HTML Tidy (online version)

Recent developments

Though XHTML was originally intended to be "the next step in the evolution of the Internet," it never gained a strong foothold in the web development community. A major factor that discouraged its adoption was that in order to reap the full benefit of an XML-based document, it needed to be served to browsers as "application/xhtml+xml" rather than "text/html." Most major browsers such as Firefox, Chrome, and Safari were built to handle the "application/xhtml+xml" content type. The notable exception was Internet Explorer, which until version 9 did not support "application/xhtml+xml" content — users were asked if they wanted to save the file when documents of that type were encountered.

In addition to the content type issue, technological advances have undercut the argument that small handheld devices cannot load web pages at an acceptable speed without the use of an XML-based parser.
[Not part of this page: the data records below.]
// Tue Jan 13 2026 - Alex

pub mod descriptor;
pub mod engine;
pub mod error;
pub mod ledger;

pub use descriptor::{ModulePredicate, PatchDescriptor, PatchRule, PatchSpec, PredicateMiss, RuleGate, RuleSpec};
pub use engine::{PatchEngine, PatchOutcome};
pub use error::PatchError;
pub use ledger::{BadPatch, BadPatchKind, LedgerEntry, PatchLedger, RuleRecord};
//! Utility functions for avtrack

use crate::constants::{DATETIME_FORMATS, DATE_FORMATS};
use chrono::{DateTime, NaiveDate, NaiveDateTime, Utc};

/// Format a date for display
#[must_use]
pub fn format_date(date: &NaiveDate) -> String {
    date.format("%Y-%m-%d").to_string()
}

/// Format a datetime for display
#[must_use]
pub fn format_datetime(dt: &DateTime<Utc>) -> String {
    dt.format("%Y-%m-%d %H:%M:%S UTC").to_string()
}

/// Format an hour count with one decimal place
#[must_use]
pub fn format_hours(hours: f64) -> String {
    format!("{hours:.1}")
}

/// Parse a date string in any of the supported date formats
///
/// # Errors
/// Returns `chrono::ParseError` from the last format tried if none match
pub fn parse_date(date_str: &str) -> Result<NaiveDate, chrono::ParseError> {
    DATE_FORMATS[1..].iter().fold(
        NaiveDate::parse_from_str(date_str, DATE_FORMATS[0]),
        |parsed, format| parsed.or_else(|_| NaiveDate::parse_from_str(date_str, format)),
    )
}

/// Parse a datetime without an offset in any of the supported formats
#[must_use]
pub fn parse_naive_datetime(value: &str) -> Option<NaiveDateTime> {
    DATETIME_FORMATS
        .iter()
        .find_map(|format| NaiveDateTime::parse_from_str(value, format).ok())
}

/// Interpret a boolean-ish string (`true`, `1`, `yes`, `on`)
#[must_use]
pub fn parse_bool(value: &str) -> bool {
    matches!(
        value.trim().to_lowercase().as_str(),
        "true" | "1" | "yes" | "on"
    )
}

/// Append an `s` to `word` unless `count` is exactly one
#[must_use]
pub fn pluralize(count: i64, word: &str) -> String {
    if count == 1 {
        word.to_string()
    } else {
        format!("{word}s")
    }
}

/// Generate a new opaque identifier
#[must_use]
pub fn generate_id() -> String {
    uuid::Uuid::new_v4().simple().to_string()
}

/// Truncate a string to a maximum number of characters
#[must_use]
pub fn truncate_string(s: &str, max_len: usize) -> String {
    if s.chars().count() <= max_len {
        s.to_string()
    } else {
        let kept: String = s.chars().take(max_len.saturating_sub(3)).collect();
        format!("{kept}...")
    }
}
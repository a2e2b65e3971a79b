//! Maintenance status engine
//!
//! Derives a [`ComputedStatus`] for each maintenance item from its rule, its
//! last-completed markers, the aircraft's meter readings and the warning
//! thresholds. The engine is pure: "today" is fixed when the engine is built,
//! so repeated evaluations are deterministic.

use crate::dates::{add_calendar_days, days_between, parse_timestamp, start_of_day};
use crate::models::{
    ComputedStatus, CurrentHours, HourMode, MaintenanceItem, RuleType, StatusType, Thresholds,
};
use avtrack_common::{format_hours, pluralize, DAYS_PER_MONTH};
use chrono::{DateTime, Local, TimeZone};
use std::cmp::Ordering;
use tracing::{debug, instrument, trace, warn};

const OVERDUE_BASE_SCORE: f64 = 10_000.0;
const DUE_SOON_BASE_SCORE: f64 = 5_000.0;
const DAYS_SCORE_CAP: i64 = 1_000;
const HOURS_SCORE_CAP: f64 = 100.0;

/// Calendar axis of an item, present only when it can be evaluated
#[derive(Debug, Clone)]
struct DateAxis<Tz: TimeZone> {
    due_date: DateTime<Tz>,
    days_remaining: i64,
}

/// Hour-meter axis of an item
///
/// `remaining` is absent when the selected meter has no reading.
#[derive(Debug, Clone, Copy)]
struct HoursAxis {
    due_hours: f64,
    remaining: Option<f64>,
}

/// Status evaluator anchored at a fixed "today"
#[derive(Debug, Clone)]
pub struct StatusEngine<Tz: TimeZone> {
    today: DateTime<Tz>,
}

impl StatusEngine<Local> {
    /// Engine for the system clock and local time zone
    #[must_use]
    pub fn local() -> Self {
        Self::new(Local::now())
    }
}

impl<Tz: TimeZone> StatusEngine<Tz> {
    /// Create an engine for the calendar day containing `now`
    ///
    /// Time of day is discarded; only the day in `now`'s zone matters.
    #[must_use]
    pub fn new(now: DateTime<Tz>) -> Self {
        Self {
            today: start_of_day(&now),
        }
    }

    /// Midnight of the evaluation day
    #[must_use]
    pub fn today(&self) -> &DateTime<Tz> {
        &self.today
    }

    /// Evaluate one maintenance item
    ///
    /// `hour_mode` does not select the meter; `item.hour_source` does. It is
    /// accepted so callers can pass the aircraft's mode through unchanged.
    #[must_use]
    pub fn compute_item_status(
        &self,
        item: &MaintenanceItem,
        current: &CurrentHours,
        thresholds: &Thresholds,
        hour_mode: HourMode,
    ) -> ComputedStatus {
        let date_axis = self.date_axis(item);
        let hours_axis = hours_axis(item, current);

        let days_remaining = date_axis.as_ref().map(|axis| axis.days_remaining);
        let hours_remaining = hours_axis.and_then(|axis| axis.remaining);

        let date_status = days_remaining.map_or(StatusType::Good, |days| {
            status_from_days(days, &thresholds.date_threshold_days)
        });
        let hours_status = hours_remaining.map_or(StatusType::Good, |hours| {
            status_from_hours(hours, &thresholds.hour_thresholds)
        });

        let status = match item.rule_type {
            RuleType::Date => date_status,
            RuleType::Hours => hours_status,
            RuleType::DateOrHours => date_status.max(hours_status),
        };

        trace!(
            item_id = %item.id,
            ?hour_mode,
            ?days_remaining,
            ?hours_remaining,
            status = status.as_str(),
            "Computed item status"
        );

        ComputedStatus {
            item: item.clone(),
            status,
            due_date: date_axis.map(|axis| axis.due_date.fixed_offset()),
            due_hours: hours_axis.map(|axis| axis.due_hours),
            days_remaining,
            hours_remaining,
            due_text: format_due_text(days_remaining, hours_remaining),
            urgency_score: urgency_score(status, days_remaining, hours_remaining),
        }
    }

    /// Evaluate every item and order the results most urgent first
    ///
    /// Items with equal scores keep their input order.
    #[instrument(skip_all, fields(items = items.len()))]
    pub fn compute_all_statuses(
        &self,
        items: &[MaintenanceItem],
        current: &CurrentHours,
        thresholds: &Thresholds,
        hour_mode: HourMode,
    ) -> Vec<ComputedStatus> {
        let mut statuses: Vec<ComputedStatus> = items
            .iter()
            .map(|item| self.compute_item_status(item, current, thresholds, hour_mode))
            .collect();

        statuses.sort_by(|a, b| {
            b.urgency_score
                .partial_cmp(&a.urgency_score)
                .unwrap_or(Ordering::Equal)
        });

        debug!(
            overall = overall_status(&statuses).as_str(),
            "Computed {} maintenance statuses",
            statuses.len()
        );
        statuses
    }

    fn date_axis(&self, item: &MaintenanceItem) -> Option<DateAxis<Tz>> {
        if !item.rule_type.uses_date() {
            return None;
        }
        let interval_days = item.interval_days.filter(|days| *days > 0)?;
        let raw = item
            .last_completed_at
            .as_deref()
            .filter(|value| !value.is_empty())?;

        let completed = parse_timestamp(raw, &self.today.timezone())
            .map_err(|e| warn!(item_id = %item.id, "Ignoring completion date: {}", e))
            .ok()?;
        let due_date = add_calendar_days(&completed, interval_days)
            .map_err(|e| warn!(item_id = %item.id, "Ignoring date interval: {}", e))
            .ok()?;
        let days_remaining = days_between(&self.today, &due_date);

        Some(DateAxis {
            due_date,
            days_remaining,
        })
    }
}

fn hours_axis(item: &MaintenanceItem, current: &CurrentHours) -> Option<HoursAxis> {
    if !item.rule_type.uses_hours() {
        return None;
    }
    let due_hours = item.last_completed_hours? + item.interval_hours?;
    let remaining = current
        .reading(item.hour_source())
        .map(|reading| due_hours - reading);

    Some(HoursAxis {
        due_hours,
        remaining,
    })
}

/// Status for a remaining day count against the day thresholds
///
/// Any threshold at or above the remaining count makes the item due soon,
/// which is the same as walking the ladder from the largest breakpoint down.
#[must_use]
pub fn status_from_days(days_remaining: i64, thresholds: &[u32]) -> StatusType {
    if days_remaining < 0 {
        StatusType::Overdue
    } else if thresholds
        .iter()
        .any(|threshold| days_remaining <= i64::from(*threshold))
    {
        StatusType::DueSoon
    } else {
        StatusType::Good
    }
}

/// Status for a remaining hour margin against the hour thresholds
#[must_use]
pub fn status_from_hours(hours_remaining: f64, thresholds: &[f64]) -> StatusType {
    if hours_remaining < 0.0 {
        StatusType::Overdue
    } else if thresholds
        .iter()
        .any(|threshold| hours_remaining <= *threshold)
    {
        StatusType::DueSoon
    } else {
        StatusType::Good
    }
}

/// Human-readable due phrase for whichever axes are populated
#[must_use]
pub fn format_due_text(days_remaining: Option<i64>, hours_remaining: Option<f64>) -> String {
    let mut parts = Vec::with_capacity(2);

    if let Some(days) = days_remaining {
        parts.push(match days {
            d if d < 0 => format!("{} days overdue", d.abs()),
            0 => "due today".to_string(),
            1 => "due tomorrow".to_string(),
            d if d < DAYS_PER_MONTH => format!("due in {d} days"),
            d => {
                let months = (d as f64 / DAYS_PER_MONTH as f64).round() as i64;
                format!("due in {months} {}", pluralize(months, "month"))
            }
        });
    }

    if let Some(hours) = hours_remaining {
        if hours < 0.0 {
            parts.push(format!("{} hours overdue", format_hours(hours.abs())));
        } else {
            parts.push(format!("due in {} hours", format_hours(hours)));
        }
    }

    if parts.is_empty() {
        "status unknown".to_string()
    } else {
        parts.join(" or ")
    }
}

/// Sort key: status tier first, then fewer days and hours left ranks higher
#[must_use]
pub fn urgency_score(
    status: StatusType,
    days_remaining: Option<i64>,
    hours_remaining: Option<f64>,
) -> f64 {
    let base = match status {
        StatusType::Overdue => OVERDUE_BASE_SCORE,
        StatusType::DueSoon => DUE_SOON_BASE_SCORE,
        StatusType::Good => 0.0,
    };
    let days_part = days_remaining.map_or(0.0, |days| {
        (DAYS_SCORE_CAP - days.min(DAYS_SCORE_CAP)) as f64
    });
    let hours_part = hours_remaining.map_or(0.0, |hours| HOURS_SCORE_CAP - hours.min(HOURS_SCORE_CAP));

    base + days_part + hours_part
}

/// Worst status across a list; an empty list is good
#[must_use]
pub fn overall_status(statuses: &[ComputedStatus]) -> StatusType {
    statuses
        .iter()
        .map(|status| status.status)
        .max()
        .unwrap_or(StatusType::Good)
}
//! Status report export

use crate::error::{AvtrackError, Result};
use crate::gauge::Gauge;
use crate::models::{Aircraft, ComputedStatus, RuleType, StatusType};
use crate::status::overall_status;
use avtrack_common::format_hours;
use chrono::{DateTime, Utc};
use serde::{Deserialize, Serialize};
use std::fmt::Write;

/// Export format enumeration
#[derive(Debug, Clone, Copy, PartialEq, Eq)]
pub enum ExportFormat {
    Json,
    Csv,
    Markdown,
}

impl std::str::FromStr for ExportFormat {
    type Err = AvtrackError;

    fn from_str(s: &str) -> Result<Self> {
        match s.to_lowercase().as_str() {
            "json" => Ok(Self::Json),
            "csv" => Ok(Self::Csv),
            "markdown" | "md" => Ok(Self::Markdown),
            _ => Err(AvtrackError::validation(format!(
                "Unsupported export format: {s}"
            ))),
        }
    }
}

/// Evaluated maintenance for one aircraft at a point in time
#[derive(Debug, Clone, Serialize, Deserialize)]
#[serde(rename_all = "camelCase")]
pub struct StatusReport {
    pub tail: String,
    pub model: String,
    pub overall_status: StatusType,
    /// Most urgent first
    pub statuses: Vec<ComputedStatus>,
    pub generated_at: DateTime<Utc>,
}

impl StatusReport {
    #[must_use]
    pub fn new(
        aircraft: &Aircraft,
        statuses: Vec<ComputedStatus>,
        generated_at: DateTime<Utc>,
    ) -> Self {
        Self {
            tail: aircraft.tail.clone(),
            model: aircraft.model.clone(),
            overall_status: overall_status(&statuses),
            statuses,
            generated_at,
        }
    }

    /// Number of items with the given status
    #[must_use]
    pub fn count(&self, status: StatusType) -> usize {
        self.statuses.iter().filter(|s| s.status == status).count()
    }
}

/// Renders a [`StatusReport`] in one of the export formats
#[derive(Debug, Clone, Copy, Default)]
pub struct ReportExporter;

impl ReportExporter {
    #[must_use]
    pub const fn new() -> Self {
        Self
    }

    /// Export a report in the specified format
    ///
    /// # Errors
    ///
    /// Returns an error if serialization fails.
    pub fn export(&self, report: &StatusReport, format: ExportFormat) -> Result<String> {
        match format {
            ExportFormat::Json => Ok(serde_json::to_string_pretty(report)?),
            ExportFormat::Csv => Ok(Self::export_csv(report)?),
            ExportFormat::Markdown => Ok(Self::export_markdown(report)?),
        }
    }

    fn export_csv(report: &StatusReport) -> std::result::Result<String, std::fmt::Error> {
        let mut csv = String::new();

        csv.push_str(
            "Item,Rule,Status,Due Date,Due Hours,Days Remaining,Hours Remaining,Due Text,Urgency\n",
        );
        for status in &report.statuses {
            writeln!(
                csv,
                "{},{},{},{},{},{},{},{},{}",
                escape_csv(&status.item.name),
                format_rule_type(status.item.rule_type),
                status.status.as_str(),
                format_due_date(status),
                status.due_hours.map(format_hours).unwrap_or_default(),
                status
                    .days_remaining
                    .map(|d| d.to_string())
                    .unwrap_or_default(),
                status.hours_remaining.map(format_hours).unwrap_or_default(),
                escape_csv(&status.due_text),
                status.urgency_score,
            )?;
        }

        Ok(csv)
    }

    fn export_markdown(report: &StatusReport) -> std::result::Result<String, std::fmt::Error> {
        let mut md = String::new();

        writeln!(md, "# Maintenance Status: {}\n", report.tail)?;
        writeln!(md, "**Aircraft:** {}", report.model)?;
        writeln!(md, "**Overall:** {}", report.overall_status)?;
        writeln!(
            md,
            "**Generated:** {}",
            report.generated_at.format("%Y-%m-%d %H:%M:%S UTC")
        )?;
        writeln!(
            md,
            "**Summary:** {} overdue, {} due soon, {} good\n",
            report.count(StatusType::Overdue),
            report.count(StatusType::DueSoon),
            report.count(StatusType::Good)
        )?;

        if report.statuses.is_empty() {
            md.push_str("_No maintenance items._\n");
            return Ok(md);
        }

        md.push_str("| Item | Status | Due | Remaining |\n");
        md.push_str("|------|--------|-----|-----------|\n");
        for status in &report.statuses {
            writeln!(
                md,
                "| {} | {} | {} | {} |",
                escape_markdown(&status.item.name),
                status.status,
                status.due_text,
                Gauge::from_status(status).label
            )?;
        }

        Ok(md)
    }
}

const fn format_rule_type(rule_type: RuleType) -> &'static str {
    match rule_type {
        RuleType::Date => "DATE",
        RuleType::Hours => "HOURS",
        RuleType::DateOrHours => "DATE_OR_HOURS",
    }
}

fn format_due_date(status: &ComputedStatus) -> String {
    status
        .due_date
        .map(|d| d.format("%Y-%m-%d").to_string())
        .unwrap_or_default()
}

fn escape_csv(s: &str) -> String {
    if s.contains([',', '"', '\n', '\r']) {
        format!("\"{}\"", s.replace('"', "\"\""))
    } else {
        s.to_string()
    }
}

/// Table cells are single-line, so line breaks become spaces
fn escape_markdown(s: &str) -> String {
    s.replace("\r\n", " ")
        .replace(['\r', '\n'], " ")
        .replace('|', "\\|")
}

#[cfg(test)]
mod tests {
    use super::*;
    use crate::fleet::FleetLoader;
    use crate::models::Fleet;
    use crate::status::StatusEngine;
    use chrono::TimeZone;

    fn sample_report() -> StatusReport {
        let now = Utc.with_ymd_and_hms(2024, 6, 1, 9, 30, 0).unwrap();
        let fleet = Fleet::sample(&now);
        let aircraft = fleet.active_aircraft().unwrap();
        let statuses = aircraft.statuses(&StatusEngine::new(now));
        StatusReport::new(aircraft, statuses, now)
    }

    #[test]
    fn test_export_format_from_str() {
        assert_eq!("json".parse::<ExportFormat>().unwrap(), ExportFormat::Json);
        assert_eq!("CSV".parse::<ExportFormat>().unwrap(), ExportFormat::Csv);
        assert_eq!(
            "markdown".parse::<ExportFormat>().unwrap(),
            ExportFormat::Markdown
        );
        assert_eq!("md".parse::<ExportFormat>().unwrap(), ExportFormat::Markdown);
        assert!("opml".parse::<ExportFormat>().is_err());
    }

    #[test]
    fn test_report_summary() {
        let report = sample_report();
        assert_eq!(report.tail, "N28PA");
        assert_eq!(report.overall_status, StatusType::DueSoon);
        assert_eq!(report.count(StatusType::DueSoon), 2);
        assert_eq!(report.count(StatusType::Good), 3);
        assert_eq!(report.count(StatusType::Overdue), 0);
    }

    #[test]
    fn test_export_json() {
        let report = sample_report();
        let json = ReportExporter::new()
            .export(&report, ExportFormat::Json)
            .unwrap();

        let parsed: serde_json::Value = serde_json::from_str(&json).unwrap();
        assert_eq!(parsed["tail"], "N28PA");
        assert_eq!(parsed["overallStatus"], "due_soon");
        assert_eq!(parsed["statuses"].as_array().unwrap().len(), 5);
        assert_eq!(parsed["statuses"][0]["item"]["name"], "Annual Inspection");
        assert_eq!(parsed["statuses"][0]["daysRemaining"], 23);
    }

    #[test]
    fn test_export_csv() {
        let report = sample_report();
        let csv = ReportExporter::new()
            .export(&report, ExportFormat::Csv)
            .unwrap();
        let lines: Vec<&str> = csv.lines().collect();

        assert_eq!(lines.len(), 6);
        assert!(lines[0].starts_with("Item,Rule,Status"));
        assert!(lines[1].starts_with("Annual Inspection,DATE,due_soon,2024-06-24,,23,,due in 23 days,"));
        assert!(lines[2].starts_with("Oil Change,HOURS,due_soon,,1250.0,,6.4,due in 6.4 hours,"));
    }

    #[test]
    fn test_export_csv_escapes_names() {
        let json = r#"{
            "aircraftList": [{
                "id": "a1", "tail": "N1", "model": "Test",
                "maintenanceItems": [
                    {"id": "1", "name": "Mag check, \"left\"", "ruleType": "DATE"}
                ]
            }],
            "activeAircraftId": "a1"
        }"#;
        let fleet = FleetLoader::new().load_str(json).unwrap();
        let aircraft = fleet.active_aircraft().unwrap();
        let now = Utc.with_ymd_and_hms(2024, 6, 1, 0, 0, 0).unwrap();
        let report = StatusReport::new(aircraft, aircraft.statuses(&StatusEngine::new(now)), now);

        let csv = ReportExporter::new()
            .export(&report, ExportFormat::Csv)
            .unwrap();
        assert!(csv.contains("\"Mag check, \"\"left\"\"\",DATE,good"));
    }

    #[test]
    fn test_escape_csv_quotes_line_breaks() {
        assert_eq!(escape_csv("plain"), "plain");
        assert_eq!(escape_csv("line\nbreak"), "\"line\nbreak\"");
        assert_eq!(escape_csv("carriage\rreturn"), "\"carriage\rreturn\"");
    }

    #[test]
    fn test_escape_markdown_keeps_rows_single_line() {
        assert_eq!(escape_markdown("Mags | left\r\nright"), "Mags \\| left right");
        assert_eq!(escape_markdown("a\nb\rc"), "a b c");
    }

    #[test]
    fn test_export_markdown() {
        let report = sample_report();
        let md = ReportExporter::new()
            .export(&report, ExportFormat::Markdown)
            .unwrap();

        assert!(md.starts_with("# Maintenance Status: N28PA"));
        assert!(md.contains("**Overall:** DUE SOON"));
        assert!(md.contains("**Summary:** 0 overdue, 2 due soon, 3 good"));
        assert!(md.contains("| Annual Inspection | DUE SOON | due in 23 days | 23 days |"));
        assert!(md.contains("| Oil Change | DUE SOON | due in 6.4 hours | 6.4 hrs |"));
    }

    #[test]
    fn test_export_markdown_empty() {
        let report = StatusReport {
            tail: "N1".to_string(),
            model: "Test".to_string(),
            overall_status: StatusType::Good,
            statuses: Vec::new(),
            generated_at: Utc.with_ymd_and_hms(2024, 6, 1, 0, 0, 0).unwrap(),
        };
        let md = ReportExporter::new()
            .export(&report, ExportFormat::Markdown)
            .unwrap();
        assert!(md.contains("_No maintenance items._"));
    }
}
Today's smartphone browsers utilize the same HTML parsers as their desktop counterparts.

Thus, in recent years, the notion of a world in which browsers parse all web pages as XML and page developers must author well-formed documents appears less and less likely. The W3C halted their development of a new version of XHTML and shifted their focus towards a new version of HTML (HTML5). This led some to declare that "XHTML is dead." HTML5 requires browsers to continue correcting poorly written HTML. This has the effect of allowing sloppy page authors to continue in their sloppy habits. That said, browsers will continue to accept pages authored with XHTML-style coding, so developers who see value in serving their pages as XML may continue to do so. To learn more about HTML5, see the HTML 5 Introduction at the w3schools site.

So what language should we use?

HTML5 is the current standard for web publishing and you should certainly be looking to employ it in the web pages you develop. I have the content on XHTML in this lesson for a few reasons:

  1. to give you an appreciation for the evolution of web publishing standards,
  2. to encourage you to write clean HTML code. Doing so will enable you to achieve a higher level of consistency in the rendering of your pages than if you allowed yourself to pick up bad habits, and
  3. you may encounter XHTML in other people's source code.

At the end of this lesson, you'll be asked to write a web page from scratch using what you learned from the lesson. I'm going to require you to write that page in XHTML Strict. However, for subsequent projects, you will be able to use the less rigid HTML5.